Only one stretch of the data below is wanted: the lines starting at the one with "u32, owner: Option<ChatId>)" and ending at the one with "pub fn set_last_run_at(&self, at: DateTime<Utc>)", both included, given again exactly.

Stored entries:
####################

use super::{read_document, write_document};
use crate::error::Result;
use crate::identity::ChatId;
use chrono::{DateTime, Utc};
use serde::{Deserialize, Serialize};
use serde_json::Value;
use std::path::{Path, PathBuf};
use std::sync::Mutex;

pub const DEFAULT_INTERVAL_MINUTES: u32 = 300;

/// Persisted `autorun` record.
#[derive(Debug, Clone, PartialEq, Eq, Serialize, Deserialize)]
struct AutorunRecord {
    #[serde(default)]
    enabled: bool,
    #[serde(default = "default_minutes")]
    minutes: u32,
    #[serde(default)]
    chat_id: Option<ChatId>,
}

fn default_minutes() -> u32 {
    DEFAULT_INTERVAL_MINUTES
}

impl Default for AutorunRecord {
    fn default() -> Self {
        Self {
            enabled: false,
            minutes: DEFAULT_INTERVAL_MINUTES,
            chat_id: None,
        }
    }
}

#[derive(Debug, Clone, Default, PartialEq, Eq, Serialize, Deserialize)]
struct RuntimeDocument {
    autorun: AutorunRecord,
    last_run_at: Option<DateTime<Utc>>,
}

impl RuntimeDocument {
    /// Shallow-merge whatever still decodes from `raw` over the defaults.
    fn recover(raw: &Value) -> Self {
        let mut doc = Self::default();
        let Some(obj) = raw.as_object() else {
            return doc;
        };

        if let Some(autorun) = obj.get("autorun").and_then(Value::as_object) {
            if let Some(enabled) = autorun.get("enabled").and_then(Value::as_bool) {
                doc.autorun.enabled = enabled;
            }
            if let Some(minutes) = autorun
                .get("minutes")
                .and_then(Value::as_u64)
                .and_then(|m| u32::try_from(m).ok())
            {
                doc.autorun.minutes = minutes;
            }
            if let Some(chat_id) = autorun.get("chat_id").and_then(Value::as_i64) {
                doc.autorun.chat_id = Some(ChatId(chat_id));
            }
        }

        doc.last_run_at = obj
            .get("last_run_at")
            .and_then(Value::as_str)
            .and_then(|raw| DateTime::parse_from_rfc3339(raw).ok())
            .map(|ts| ts.with_timezone(&Utc));

        doc
    }
}

/// Snapshot of the single process-wide schedule.
#[derive(Debug, Clone, PartialEq, Eq)]
pub struct ScheduleState {
    pub enabled: bool,
    pub minutes: u32,
    pub owner: Option<ChatId>,
    pub last_run_at: Option<DateTime<Utc>>,
}

impl Default for ScheduleState {
    fn default() -> Self {
        Self::from(&RuntimeDocument::default())
    }
}

impl From<&RuntimeDocument> for ScheduleState {
    fn from(doc: &RuntimeDocument) -> Self {
        Self {
            enabled: doc.autorun.enabled,
            minutes: doc.autorun.minutes,
            owner: doc.autorun.chat_id,
            last_run_at: doc.last_run_at,
        }
    }
}

/// Durable scheduler configuration (`runtime_state.json`).
pub struct StateStore {
    path: PathBuf,
    doc: Mutex<RuntimeDocument>,
}

impl StateStore {
    /// Open the document at `path`. A missing file is created with defaults;
    /// a damaged one is recovered field by field and left on disk untouched.
    pub fn load(path: impl Into<PathBuf>) -> Result<Self> {
        let path = path.into();
        let doc = match read_document(&path) {
            Ok(Some(raw)) => match serde_json::from_value::<RuntimeDocument>(raw.clone()) {
                Ok(doc) => doc,
                Err(error) => {
                    tracing::warn!(path = %path.display(), %error, "runtime state partially recovered");
                    RuntimeDocument::recover(&raw)
                }
            },
            Ok(None) => {
                let doc = RuntimeDocument::default();
                write_document(&path, &doc)?;
                doc
            }
            Err(error) => {
                tracing::warn!(path = %path.display(), %error, "runtime state unreadable, using defaults");
                RuntimeDocument::default()
            }
        };

        Ok(Self {
            path,
            doc: Mutex::new(doc),
        })
    }

    pub fn path(&self) -> &Path {
        &self.path
    }

    pub fn get_schedule(&self) -> ScheduleState {
        ScheduleState::from(&*self.lock())
    }

    pub fn set_schedule(&self, enabled: bool, minutes: u32, owner: Option<ChatId>) -> Result<()> {
        let mut doc = self.lock();
        doc.autorun = AutorunRecord {
            enabled,
            minutes,
            chat_id: owner,
        };
        write_document(&self.path, &*doc)
    }

    pub fn set_last_run_at(&self, at: DateTime<Utc>) -> Result<()> {
        let mut doc = self.lock();
        doc.last_run_at = Some(at);
        write_document(&self.path, &*doc)
    }

    fn lock(&self) -> std::sync::MutexGuard<'_, RuntimeDocument> {
        self.doc
            .lock()
            .unwrap_or_else(std::sync::PoisonError::into_inner)
    }
}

####################

● Exercise response:
    pub fn set_schedule(&self, enabled: bool, minutes: u32, owner: Option<ChatId>) -> Result<()> {
        let mut doc = self.lock();
        doc.autorun = AutorunRecord {
            enabled,
            minutes,
            chat_id: owner,
        };
        write_document(&self.path, &*doc)
    }

    pub fn set_last_run_at(&self, at: DateTime<Utc>) -> Result<()> {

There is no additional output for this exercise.